21st International Conference on Interactive Information Processing Systems (IIPS) for Meteorology, Oceanography, and Hydrology

13.8

Intelligent Data Thinning Algorithm for Earth System Numerical Model Research and Application

Rahul Ramachandran, University of Alabama, Huntsville, AL; and X. Li, S. Movva, S. Graves, S. Greco, D. Emmitt, J. Terry, and R. Atlas

As space-based observing systems generate ever-increasing volumes of data, there arises the need to better discriminate between useful data points and data points which are simply redundant. Current global data assimilation systems are unable to handle the enormous volume of observational data due to the prohibitively large computational costs. Data Assimilation System (DAS) processing times can increase by as much as the square of the number of observations, depending on the assimilation method used. To circumvent this problem, most operational centers must resort to using very crude thinning methods to reduce data volume. These methods eliminate large amounts of data, some useful, while retaining a considerable amount of useless information. This paper will present a data thinning algorithm currently being designed in an ongoing collaborative project to address this problem. This recursive simplification algorithm is based on the concepts of data decimation or simplification used in computer graphics. The algorithm uses a quad-tree decomposition to recursively divide the data and calculate an objective information measure for the partitioned data.

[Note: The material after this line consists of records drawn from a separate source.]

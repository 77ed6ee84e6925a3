use async_trait::async_trait;
use serde::{Deserialize, Serialize};
use surrealdb::engine::any::{connect, Any};
use surrealdb::opt::auth::Root;
use surrealdb::Surreal;

use crate::config::BrokerConfig;
use crate::model::{Job, JobId, JobOutcome, JobState};
use crate::now_ms;
use crate::store::{JobStore, StoreError};

const TABLE: &str = "job";

/// Job store backed by SurrealDB.
///
/// The engine is picked from the endpoint scheme, so the same code talks to
/// a shared broker (`ws://`), an embedded file store (`surrealkv://`) or a
/// process-local one (`mem://`).
#[derive(Clone)]
pub struct SurrealStore {
    inner: Surreal<Any>,
}

/// Row layout of the `job` table. The record key is the job id; `job_id`
/// repeats it as a plain string so rows decode without the record-id type.
#[derive(Debug, Clone, Serialize, Deserialize)]
struct JobRecord {
    job_id: String,
    payload: String,
    state: JobState,
    #[serde(default)]
    result: Option<String>,
    #[serde(default)]
    error: Option<String>,
    created_ms: i64,
    #[serde(default)]
    started_ms: Option<i64>,
    #[serde(default)]
    finished_ms: Option<i64>,
    #[serde(default)]
    worker_id: Option<String>,
}

impl From<&Job> for JobRecord {
    fn from(job: &Job) -> Self {
        Self {
            job_id: job.id.0.clone(),
            payload: job.payload.clone(),
            state: job.state,
            result: job.result.clone(),
            error: job.error.clone(),
            created_ms: job.created_ms,
            started_ms: job.started_ms,
            finished_ms: job.finished_ms,
            worker_id: job.worker_id.clone(),
        }
    }
}

impl From<JobRecord> for Job {
    fn from(rec: JobRecord) -> Self {
        Self {
            id: JobId(rec.job_id),
            payload: rec.payload,
            state: rec.state,
            result: rec.result,
            error: rec.error,
            created_ms: rec.created_ms,
            started_ms: rec.started_ms,
            finished_ms: rec.finished_ms,
            worker_id: rec.worker_id,
        }
    }
}

/// Claim rounds before reporting an empty queue under heavy contention.
const CLAIM_ROUNDS: usize = 4;

/// SurrealDB reports optimistic-transaction clashes as retryable errors.
fn is_conflict(e: &surrealdb::Error) -> bool {
    let msg = e.to_string();
    msg.contains("read or write conflict") || msg.contains("can be retried")
}

impl SurrealStore {
    /// Connects to the broker named by `cfg` and applies the schema.
    pub async fn connect(cfg: &BrokerConfig) -> Result<Self, StoreError> {
        let inner = connect(cfg.url.as_str())
            .await
            .map_err(StoreError::unavailable)?;

        if let Some((username, password)) = cfg.credentials() {
            inner
                .signin(Root { username, password })
                .await
                .map_err(StoreError::unavailable)?;
        }

        inner
            .use_ns(cfg.namespace.clone())
            .use_db(cfg.database.clone())
            .await
            .map_err(StoreError::unavailable)?;

        let store = Self { inner };
        store.apply_schema().await?;
        tracing::debug!(url = %cfg.url, ns = %cfg.namespace, db = %cfg.database, "job store connected");
        Ok(store)
    }

    async fn pending_candidates(&self) -> Result<Vec<JobRecord>, surrealdb::Error> {
        let q_select = r#"
            SELECT * FROM job
            WHERE state = 'pending'
            ORDER BY created_ms ASC, job_id ASC
            LIMIT 10;
        "#;
        self.inner.query(q_select).await?.take(0)
    }

    async fn try_claim(
        &self,
        job_id: &str,
        worker_id: &str,
    ) -> Result<Option<Job>, surrealdb::Error> {
        let q_claim = r#"
            UPDATE type::thing('job', $id)
            SET state = 'running',
                started_ms = $now,
                worker_id = $worker
            WHERE state = 'pending'
            RETURN AFTER;
        "#;
        let updated: Vec<JobRecord> = self
            .inner
            .query(q_claim)
            .bind(("id", job_id.to_string()))
            .bind(("now", now_ms()))
            .bind(("worker", worker_id.to_string()))
            .await?
            .take(0)?;
        Ok(updated.into_iter().next().map(Job::from))
    }

    async fn apply_schema(&self) -> Result<(), StoreError> {
        let schema = include_str!("../schema.surql");
        self.inner
            .query(schema)
            .await
            .map_err(StoreError::unavailable)?
            .check()
            .map_err(StoreError::unavailable)?;
        Ok(())
    }
}

#[async_trait]
impl JobStore for SurrealStore {
    async fn enqueue(&self, payload: String) -> Result<Job, StoreError> {
        let job = Job::new(payload);
        let created: Option<JobRecord> = self
            .inner
            .create((TABLE, job.id.0.clone()))
            .content(JobRecord::from(&job))
            .await
            .map_err(StoreError::unavailable)?;
        if created.is_none() {
            return Err(StoreError::Unavailable("create returned no record".into()));
        }
        Ok(job)
    }

    async fn claim_next(&self, worker_id: &str) -> Result<Option<Job>, StoreError> {
        // Pick a few candidates, then claim with a conditional update. The
        // `WHERE state = 'pending'` guard keeps concurrent workers from
        // claiming the same row; a write conflict means another worker got
        // there first.
        for _ in 0..CLAIM_ROUNDS {
            let candidates = match self.pending_candidates().await {
                Ok(c) => c,
                Err(e) if is_conflict(&e) => continue,
                Err(e) => return Err(StoreError::unavailable(e)),
            };
            if candidates.is_empty() {
                return Ok(None);
            }

            for candidate in candidates {
                match self.try_claim(&candidate.job_id, worker_id).await {
                    Ok(Some(job)) => return Ok(Some(job)),
                    Ok(None) => {}
                    Err(e) if is_conflict(&e) => {
                        tracing::debug!(job_id = %candidate.job_id, "claim lost to a concurrent worker");
                    }
                    Err(e) => return Err(StoreError::unavailable(e)),
                }
            }
        }
        Ok(None)
    }

    async fn finish(&self, id: &JobId, outcome: JobOutcome) -> Result<Job, StoreError> {
        let next = outcome.state();
        let (result, error) = match outcome {
            JobOutcome::Succeeded(result) => (Some(result), None),
            JobOutcome::Failed(reason) => (None, Some(reason)),
        };

        let q_finish = r#"
            UPDATE type::thing('job', $id)
            SET state = $state,
                result = $result,
                error = $error,
                finished_ms = $now
            WHERE state = 'running'
            RETURN AFTER;
        "#;
        let mut resp = self
            .inner
            .query(q_finish)
            .bind(("id", id.0.clone()))
            .bind(("state", next))
            .bind(("result", result))
            .bind(("error", error))
            .bind(("now", now_ms()))
            .await
            .map_err(StoreError::unavailable)?;
        let updated: Vec<JobRecord> = resp.take(0).map_err(StoreError::unavailable)?;
        if let Some(rec) = updated.into_iter().next() {
            return Ok(rec.into());
        }

        match self.get(id).await? {
            None => Err(StoreError::NotFound(id.clone())),
            Some(job) => Err(StoreError::InvalidTransition {
                id: id.clone(),
                from: job.state,
                to: next,
            }),
        }
    }

    async fn get(&self, id: &JobId) -> Result<Option<Job>, StoreError> {
        let rec: Option<JobRecord> = self
            .inner
            .select((TABLE, id.0.clone()))
            .await
            .map_err(StoreError::unavailable)?;
        Ok(rec.map(Job::from))
    }
}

If the objective measure is greater than the user specified threshold, the algorithm continues dividing this partitioned data further. If the objective measure is less than the user threshold then the algorithm terminates that recursive path and the center data point of the quadrant is used as the representative thinned value. The other termination condition for the algorithm is when the recursion reaches the lowest level the data cannot be portioned further. Two objective measures have been used in the initial experiments with the algorithm. The first one uses a texture measure of homogeneity to determine the information content within a quadrant. A homogeneity measure of 1 implies that the partitioned data is homogeneous and has no variability, whereas a homogeneity measure of 0 indicates an inhomogeneous data with maximum variability. The second objective measure used is a statistical ratio of standard deviation and the mean. The greater the variability in the data points of a quadrant, the higher the value of this measure. The details of this algorithm, objective measures and the initial results from the data thinning algorithm will be described in this paper.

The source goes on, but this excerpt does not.